Build a Large-Scale Observability Platform on Tencent Cloud CLS: The Beike Case

Large observability migrations fail when they treat log storage, metrics, tracing, dashboards, permissions, and user habits as separate projects. Beike faced that problem at large scale: many business departments, many legacy components, daily settlement traffic bursts, more than 50 billion log records in large business scenarios, and thousands of users who already relied on an internal operations platform.

Tencent Cloud CLS helped Beike build a unified observability platform that preserved existing collection habits where possible, improved ingestion latency, structured heterogeneous logs, supported large-scale search and analysis, and delivered dashboards through a shareable operations console. The result was a migration pattern that answered a practical question many platform teams ask: how do you move a complex observability stack to the cloud without breaking the way business teams already work?

Why Beike Needed a New Observability Platform

Beike's previous setup had three pressure points:

Problem	Operational impact
Data was not connected	Logs, metrics, traces, and other observability data came from many systems and could not support unified operations.
Performance could not keep up	Daily settlement traffic could increase data volume by more than 10x, causing write latency and query timeout problems.
Data was hard to use	Log formats were inconsistent, aggregation functions were insufficient, and open-source dashboards were hard to share across teams.

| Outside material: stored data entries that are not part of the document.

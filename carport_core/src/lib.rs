#![cfg_attr(all(not(debug_assertions), not(test)), deny(warnings))]
#![cfg_attr(
    all(not(debug_assertions), not(test)),
    deny(clippy::all, clippy::pedantic, clippy::nursery)
)]
#![allow(
    clippy::module_name_repetitions,
    clippy::missing_errors_doc,
    clippy::cast_precision_loss
)]
#![cfg_attr(not(test), deny(clippy::unwrap_used, clippy::expect_used))]
//! Core garage-door logic (hardware-agnostic).
//!
//! All hardware interactions go through the `carport_traits` seams
//! (`GpioChip`, `SerialLink`, `Clock`).
//!
//! ## Architecture
//!
//! - **Protocol**: stream framer and command encoder for the rangefinder (`codec`)
//! - **Session**: reader thread plus one-outstanding-command correlation (`session`)
//! - **Motion**: windowed least-squares slope classifier (`motion`)
//! - **Door**: lines, bring-up sequence, actuation, limit switches (`controller`)
//! - **Registry**: all doors plus the request/response envelope (`registry`)

pub mod codec;
pub mod config;
pub mod controller;
pub mod conversions;
pub mod error;
pub mod hw_error;
pub mod mocks;
pub mod motion;
pub mod registry;
pub mod session;
pub mod status;
pub mod util;

pub use codec::{Command, CommandId, DecodedResponse, Measurement, ProtocolCodec};
pub use config::{DoorSettings, MotionThresholds, RangefinderSettings, SessionTimings};
pub use controller::DoorController;
pub use error::{CarportError, ProtocolError};
pub use motion::{MotionClassifier, MotionSample, MotionState};
pub use registry::{
    ControlRequest, DoorAction, DoorControllerRegistry, DoorPlatform, ObserveRequest,
    ServiceRequest, ServiceResponse, StatusData,
};
pub use session::{RangefinderSession, SessionOptions};
pub use status::{DoorStatus, Lifecycle, ObserveTargets, RangefinderStatus};
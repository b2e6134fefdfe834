//! Per-door orchestration: GPIO lines, rangefinder session, motion tracking.
//!
//! A controller is built once per configured door, initialized once, and
//! then serves requests for the life of the process. Hardware faults during
//! `init` are logged and leave the controller `Degraded`; they never escape.
use std::sync::{Arc, Mutex};
use std::thread::JoinHandle;
use std::time::Duration;

use carport_traits::{Clock, GpioChip, InputLine, Level, OutputLine, SerialLink};
use crossbeam_channel as xch;
use tracing::{debug, error, info, trace, warn};

use crate::codec::{Command, DecodedResponse, Measurement};
use crate::config::{DoorSettings, SessionTimings};
use crate::error::CarportError;
use crate::hw_error::map_gpio_error;
use crate::motion::{MotionClassifier, MotionSample, MotionState};
use crate::session::{RangefinderSession, SessionOptions};
use crate::status::{DoorStatus, Lifecycle, ObserveTargets, RangefinderStatus};
use crate::util::{lock, millis};

/// State written by the monitor thread and read by request handlers.
struct Shared {
    status: Mutex<RangefinderStatus>,
    classifier: Mutex<MotionClassifier>,
    observe: Mutex<ObserveTargets>,
}

impl Shared {
    fn motion(&self) -> MotionState {
        lock(&self.classifier).motion()
    }

    fn on_measurement(&self, door: usize, m: &Measurement) {
        lock(&self.status).record_measurement(m);
        let motion = {
            let mut c = lock(&self.classifier);
            c.input(MotionSample::new(m.sequence, f64::from(m.distance_cm)));
            c.motion()
        };
        if lock(&self.observe).measurements {
            info!(door, sequence = m.sequence, distance_cm = m.distance_cm, amplitude = m.amplitude, temperature = %m.temperature_label(), %motion, "measurement");
        } else {
            debug!(door, sequence = m.sequence, distance_cm = m.distance_cm, amplitude = m.amplitude, %motion, "measurement");
        }
    }

    fn on_reply(&self, door: usize, reply: &DecodedResponse) {
        lock(&self.status).apply(reply);
        if lock(&self.observe).parser_command_response {
            info!(door, command = %reply.command_id(), ?reply, "rangefinder reply");
        } else {
            debug!(door, command = %reply.command_id(), ?reply, "rangefinder reply");
        }
    }
}

/// Background task: drains measurements into the classifier and reports
/// motion changes on a fixed cadence. Joined on drop.
struct Monitor {
    stop: Option<xch::Sender<()>>,
    join_handle: Option<JoinHandle<()>>,
}

impl Monitor {
    fn spawn(
        door: usize,
        measurements: xch::Receiver<Measurement>,
        shared: Arc<Shared>,
        poll: Duration,
    ) -> Self {
        let (stop_tx, stop_rx) = xch::bounded::<()>(0);
        let spawned = std::thread::Builder::new()
            .name(format!("door-monitor-{door}"))
            .spawn(move || {
                let ticker = xch::tick(poll);
                let never = xch::never();
                let mut feed_closed = false;
                let mut reported = shared.motion();
                loop {
                    let feed = if feed_closed { &never } else { &measurements };
                    let stop = xch::select! {
                        recv(feed) -> msg => {
                            match msg {
                                Ok(m) => shared.on_measurement(door, &m),
                                // Session gone (or never opened); keep polling.
                                Err(_) => feed_closed = true,
                            }
                            false
                        },
                        recv(ticker) -> _ => {
                            let now = shared.motion();
                            if now != reported {
                                info!(door, from = %reported, to = %now, "door motion changed");
                                reported = now;
                            }
                            false
                        },
                        recv(stop_rx) -> _ => true,
                    };
                    if stop {
                        break;
                    }
                }
                trace!(door, "door monitor exiting");
            });
        let join_handle = match spawned {
            Ok(h) => Some(h),
            Err(e) => {
                warn!(door, error = %e, "could not start door monitor");
                None
            }
        };
        Self {
            stop: Some(stop_tx),
            join_handle,
        }
    }
}

impl Drop for Monitor {
    fn drop(&mut self) {
        // Disconnecting the stop channel wakes the select.
        self.stop.take();
        if let Some(handle) = self.join_handle.take()
            && handle.join().is_err()
        {
            warn!("door monitor panicked during shutdown");
        }
    }
}

pub struct DoorController {
    id: usize,
    settings: DoorSettings,
    timings: SessionTimings,
    clock: Arc<dyn Clock + Send + Sync>,
    lifecycle: Lifecycle,
    /// Held for the whole pulse, so concurrent actuations queue up.
    actuator: Mutex<Option<Box<dyn OutputLine>>>,
    down_switch: Mutex<Option<Box<dyn InputLine>>>,
    up_switch: Mutex<Option<Box<dyn InputLine>>>,
    shared: Arc<Shared>,
    monitor: Option<Monitor>,
    session: Option<RangefinderSession>,
}

impl DoorController {
    pub fn new(
        id: usize,
        settings: DoorSettings,
        timings: SessionTimings,
        clock: Arc<dyn Clock + Send + Sync>,
    ) -> Self {
        let classifier =
            MotionClassifier::new(settings.motion.max_slope, settings.motion.jitter_slope);
        Self {
            id,
            settings,
            timings,
            clock,
            lifecycle: Lifecycle::Uninitialized,
            actuator: Mutex::new(None),
            down_switch: Mutex::new(None),
            up_switch: Mutex::new(None),
            shared: Arc::new(Shared {
                status: Mutex::new(RangefinderStatus::default()),
                classifier: Mutex::new(classifier),
                observe: Mutex::new(ObserveTargets::default()),
            }),
            monitor: None,
            session: None,
        }
    }

    /// Acquire lines, start the motion monitor, open the rangefinder and run
    /// its bring-up sequence. Never fails; returns the resulting lifecycle.
    pub fn init(&mut self, chip: &dyn GpioChip, link: &dyn SerialLink) -> Lifecycle {
        let door = self.id;
        self.lifecycle = Lifecycle::Initializing;
        info!(door, "initializing door controller");
        let mut healthy = true;

        if let Err(e) = self.acquire_lines(chip) {
            error!(door, error = %e, "gpio setup failed");
            healthy = false;
        }

        let (meas_tx, meas_rx) = xch::unbounded();
        self.monitor = Some(Monitor::spawn(
            door,
            meas_rx,
            self.shared.clone(),
            self.timings.motion_poll,
        ));

        let rf = &self.settings.rangefinder;
        let opts = SessionOptions {
            door,
            command_timeout: self.timings.command_timeout,
            frame_log: rf.frame_log,
        };
        match RangefinderSession::open(link, &rf.serial_port, rf.baud_rate, opts, meas_tx) {
            Ok(session) => {
                if let Err(e) = self.bring_up(&session) {
                    error!(door, error = %e, "rangefinder bring-up incomplete");
                    healthy = false;
                }
                self.session = Some(session);
            }
            Err(e) => {
                error!(door, path = %rf.serial_port, error = %e, "rangefinder unavailable");
                healthy = false;
            }
        }

        self.lifecycle = if healthy {
            Lifecycle::Ready
        } else {
            Lifecycle::Degraded
        };
        info!(door, lifecycle = ?self.lifecycle, "door controller initialized");
        self.lifecycle
    }

    fn acquire_lines(&self, chip: &dyn GpioChip) -> Result<(), CarportError> {
        if !chip.available() {
            return Err(CarportError::HardwareUnavailable(
                "gpio subsystem not available".into(),
            ));
        }
        let mut first_err = None;
        match chip.request_output(self.settings.actuator_pin) {
            Ok(line) => *lock(&self.actuator) = Some(line),
            Err(e) => {
                first_err.get_or_insert(map_gpio_error(e.as_ref()));
            }
        }
        for (pin, slot) in [
            (self.settings.down_switch_pin, &self.down_switch),
            (self.settings.up_switch_pin, &self.up_switch),
        ] {
            match chip.request_input(pin) {
                Ok(line) => *lock(slot) = Some(line),
                Err(e) => {
                    first_err.get_or_insert(map_gpio_error(e.as_ref()));
                }
            }
        }
        first_err.map_or(Ok(()), Err)
    }

    /// Soft reset, baud rate, sampling off, save, version; each followed by
    /// its settle delay. Every step runs; the first failure is returned.
    fn bring_up(&self, session: &RangefinderSession) -> Result<(), CarportError> {
        let steps = [
            (Command::SoftReset, self.timings.reset_settle),
            (
                Command::SetBaudRate(self.settings.rangefinder.baud_rate),
                self.timings.step_settle,
            ),
            (Command::SetSampleRate(0), self.timings.step_settle),
            (Command::SaveCurrentSettings, self.timings.step_settle),
            (Command::GetVersion, self.timings.step_settle),
        ];
        let mut first_err = None;
        for (command, settle) in steps {
            match session.send_command(&command) {
                Ok(reply) => self.shared.on_reply(self.id, &reply),
                Err(e) => {
                    warn!(door = self.id, command = %command.id(), error = %e, "bring-up step failed");
                    first_err.get_or_insert(e);
                }
            }
            self.clock.sleep(settle);
        }
        first_err.map_or(Ok(()), Err)
    }

    fn session(&self) -> Result<&RangefinderSession, CarportError> {
        self.session
            .as_ref()
            .ok_or(CarportError::NotReady { door: self.id })
    }

    fn command(&self, command: Command) -> Result<(), CarportError> {
        let reply = self.session()?.send_command(&command)?;
        self.shared.on_reply(self.id, &reply);
        Ok(())
    }

    /// Pulse the actuator high for the configured width, then low.
    ///
    /// The door's new position is not awaited; callers poll [`check`](Self::check).
    pub fn actuate(&self) -> Result<DoorStatus, CarportError> {
        let mut guard = lock(&self.actuator);
        let line = guard.as_mut().ok_or_else(|| {
            CarportError::HardwareUnavailable(format!("door {} actuator line not acquired", self.id))
        })?;
        debug!(door = self.id, pulse_ms = millis(self.settings.pulse), "actuator pulse");
        let raised = line.set_value(Level::High);
        if raised.is_ok() {
            self.clock.sleep(self.settings.pulse);
        }
        // Always attempt to release the relay.
        let released = line.set_value(Level::Low);
        raised
            .and(released)
            .map_err(|e| map_gpio_error(e.as_ref()))?;
        Ok(DoorStatus::Unknown)
    }

    pub fn open(&self) -> Result<DoorStatus, CarportError> {
        info!(door = self.id, "open requested");
        self.actuate()
    }

    pub fn close(&self) -> Result<DoorStatus, CarportError> {
        info!(door = self.id, "close requested");
        self.actuate()
    }

    /// Down switch low means closed; otherwise up switch low means open.
    pub fn check(&self) -> DoorStatus {
        let made = |line: &Mutex<Option<Box<dyn InputLine>>>, which: &'static str| {
            self.read_switch(line, which).is_some_and(Level::is_low)
        };
        let status = if made(&self.down_switch, "down") {
            DoorStatus::Closed
        } else if made(&self.up_switch, "up") {
            DoorStatus::Open
        } else {
            DoorStatus::Unknown
        };
        debug!(door = self.id, %status, "door checked");
        status
    }

    fn read_switch(
        &self,
        line: &Mutex<Option<Box<dyn InputLine>>>,
        which: &'static str,
    ) -> Option<Level> {
        let mut guard = lock(line);
        let line = guard.as_mut()?;
        match line.get_value() {
            Ok(level) => Some(level),
            Err(e) => {
                warn!(door = self.id, switch = which, error = %e, "limit switch read failed");
                None
            }
        }
    }

    /// Enable push sampling at the configured rate.
    pub fn start_measurement(&self) -> Result<(), CarportError> {
        self.command(Command::SetSampleRate(self.settings.rangefinder.sample_rate))
    }

    pub fn stop_measurement(&self) -> Result<(), CarportError> {
        self.command(Command::SetSampleRate(0))
    }

    /// Request a single frame, unless push sampling already produces them.
    pub fn get_measurement(&self) -> Result<(), CarportError> {
        let session = self.session()?;
        if lock(&self.shared.status).sample_rate == 0 {
            session.trigger_measurement()?;
        } else {
            trace!(door = self.id, "sampling active; no trigger needed");
        }
        Ok(())
    }

    pub fn restore_default_settings(&self) -> Result<(), CarportError> {
        self.command(Command::RestoreDefaultSettings)
    }

    pub fn observe(&self, targets: ObserveTargets) {
        info!(door = self.id, measurements = targets.measurements, parser_command_response = targets.parser_command_response, "observe targets updated");
        *lock(&self.shared.observe) = targets;
    }

    pub fn observe_targets(&self) -> ObserveTargets {
        *lock(&self.shared.observe)
    }

    pub fn motion(&self) -> MotionState {
        self.shared.motion()
    }

    /// Current adaptive slope ceiling of the classifier.
    pub fn max_slope(&self) -> f64 {
        lock(&self.shared.classifier).max_slope
    }

    pub fn rangefinder_status(&self) -> RangefinderStatus {
        lock(&self.shared.status).clone()
    }

    pub fn lifecycle(&self) -> Lifecycle {
        self.lifecycle
    }

    pub fn id(&self) -> usize {
        self.id
    }

    pub fn settings(&self) -> &DoorSettings {
        &self.settings
    }
}

impl Drop for DoorController {
    fn drop(&mut self) {
        // Stop the reader before the monitor so no frame is left in flight.
        self.session.take();
        self.monitor.take();
        trace!(door = self.id, "door controller stopped");
    }
}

The target was not just "move logs to another backend." Beike needed a high-performance, reliable, elastic observability platform that could ingest multiple data sources, process data efficiently, and provide flexible visual analysis.

Target Architecture

The unified platform brought several operational data types into CLS:

Data type	Migration approach
Business logs	Continue using Fluentd where possible and send data through protocol-compatible paths.
Security logs	Collect into CLS for analysis, aggregation, and alerting.
Tracing data	Preserve compatibility with existing SkyWalking-oriented logic while moving query and storage workflows to CLS.
Metrics	Connect Prometheus and related metric workflows into the unified observability platform.
TKE audit and cloud-product logs	Use cloud-side log collection and analysis capabilities.
Dashboards and reports	Build operational views, share them through DataSight, and support multi-terminal access.

This architecture reduced the need to rewrite every business team's collection logic at once. Instead, the migration focused on compatible data entry points, centralized processing, and reusable visualization.

Ingestion: Preserve Existing Collectors and Reduce Write Latency

The first major bottleneck was write latency during traffic peaks. Beike's settlement windows could increase traffic dramatically, and delayed log reporting made same-day checks and incident diagnosis less efficient.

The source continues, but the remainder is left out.